[Source data]
# # # # #
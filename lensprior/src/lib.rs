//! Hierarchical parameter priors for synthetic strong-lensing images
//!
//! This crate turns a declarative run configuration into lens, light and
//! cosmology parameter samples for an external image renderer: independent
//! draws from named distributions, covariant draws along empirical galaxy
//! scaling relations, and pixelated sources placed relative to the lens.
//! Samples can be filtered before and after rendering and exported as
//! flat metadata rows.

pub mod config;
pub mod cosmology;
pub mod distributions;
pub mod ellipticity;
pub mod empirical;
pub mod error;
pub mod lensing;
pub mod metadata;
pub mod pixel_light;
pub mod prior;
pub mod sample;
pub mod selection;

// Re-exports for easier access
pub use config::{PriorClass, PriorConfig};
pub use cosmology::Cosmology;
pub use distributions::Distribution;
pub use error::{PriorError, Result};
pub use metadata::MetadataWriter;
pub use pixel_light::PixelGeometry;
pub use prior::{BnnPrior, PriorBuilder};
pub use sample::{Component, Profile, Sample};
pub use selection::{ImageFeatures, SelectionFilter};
# # # # #
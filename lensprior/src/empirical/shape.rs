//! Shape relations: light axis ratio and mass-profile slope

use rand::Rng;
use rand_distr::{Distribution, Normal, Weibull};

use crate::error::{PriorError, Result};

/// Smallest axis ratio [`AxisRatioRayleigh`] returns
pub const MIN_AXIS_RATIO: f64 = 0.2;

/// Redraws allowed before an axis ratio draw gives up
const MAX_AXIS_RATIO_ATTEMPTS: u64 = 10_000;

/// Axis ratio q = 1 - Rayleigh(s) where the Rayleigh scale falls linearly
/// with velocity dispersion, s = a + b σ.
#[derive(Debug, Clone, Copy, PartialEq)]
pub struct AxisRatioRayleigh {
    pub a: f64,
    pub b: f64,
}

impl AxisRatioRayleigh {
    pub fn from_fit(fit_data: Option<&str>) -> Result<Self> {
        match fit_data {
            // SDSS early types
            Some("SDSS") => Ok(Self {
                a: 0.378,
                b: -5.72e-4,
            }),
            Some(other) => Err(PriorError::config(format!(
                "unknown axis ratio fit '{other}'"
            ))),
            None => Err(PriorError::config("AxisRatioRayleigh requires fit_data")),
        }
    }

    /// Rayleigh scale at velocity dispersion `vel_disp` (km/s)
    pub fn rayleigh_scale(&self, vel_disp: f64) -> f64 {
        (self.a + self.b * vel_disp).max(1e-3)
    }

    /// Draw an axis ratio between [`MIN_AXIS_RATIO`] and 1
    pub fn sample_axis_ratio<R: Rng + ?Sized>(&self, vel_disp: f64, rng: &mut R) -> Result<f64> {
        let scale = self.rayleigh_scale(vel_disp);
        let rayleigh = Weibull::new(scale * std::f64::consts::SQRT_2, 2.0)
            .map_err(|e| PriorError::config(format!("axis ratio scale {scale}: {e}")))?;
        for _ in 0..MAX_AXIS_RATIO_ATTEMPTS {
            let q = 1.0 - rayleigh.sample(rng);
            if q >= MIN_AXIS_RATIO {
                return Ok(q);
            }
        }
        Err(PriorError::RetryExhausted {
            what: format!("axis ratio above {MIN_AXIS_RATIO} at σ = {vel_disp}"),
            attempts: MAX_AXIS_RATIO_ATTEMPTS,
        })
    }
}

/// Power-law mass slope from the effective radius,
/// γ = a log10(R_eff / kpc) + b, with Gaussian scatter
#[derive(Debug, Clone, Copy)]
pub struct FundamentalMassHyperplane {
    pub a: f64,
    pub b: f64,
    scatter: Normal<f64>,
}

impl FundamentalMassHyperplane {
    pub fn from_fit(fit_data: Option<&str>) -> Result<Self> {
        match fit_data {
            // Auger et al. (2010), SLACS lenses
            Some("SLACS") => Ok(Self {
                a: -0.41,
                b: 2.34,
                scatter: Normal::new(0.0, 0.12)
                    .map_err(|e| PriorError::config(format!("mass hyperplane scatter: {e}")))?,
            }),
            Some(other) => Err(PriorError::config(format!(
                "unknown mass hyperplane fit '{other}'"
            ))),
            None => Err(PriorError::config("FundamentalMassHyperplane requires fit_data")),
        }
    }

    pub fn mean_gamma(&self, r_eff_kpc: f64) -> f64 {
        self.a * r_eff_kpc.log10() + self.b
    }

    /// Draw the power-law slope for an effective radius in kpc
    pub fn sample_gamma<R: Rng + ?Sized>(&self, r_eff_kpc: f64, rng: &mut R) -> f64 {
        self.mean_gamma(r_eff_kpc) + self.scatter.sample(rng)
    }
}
# # # # #
**Work to complete**
State the number of lines in the records that contain the string "Result". Nothing else is needed.

**Solution to the exercise**
5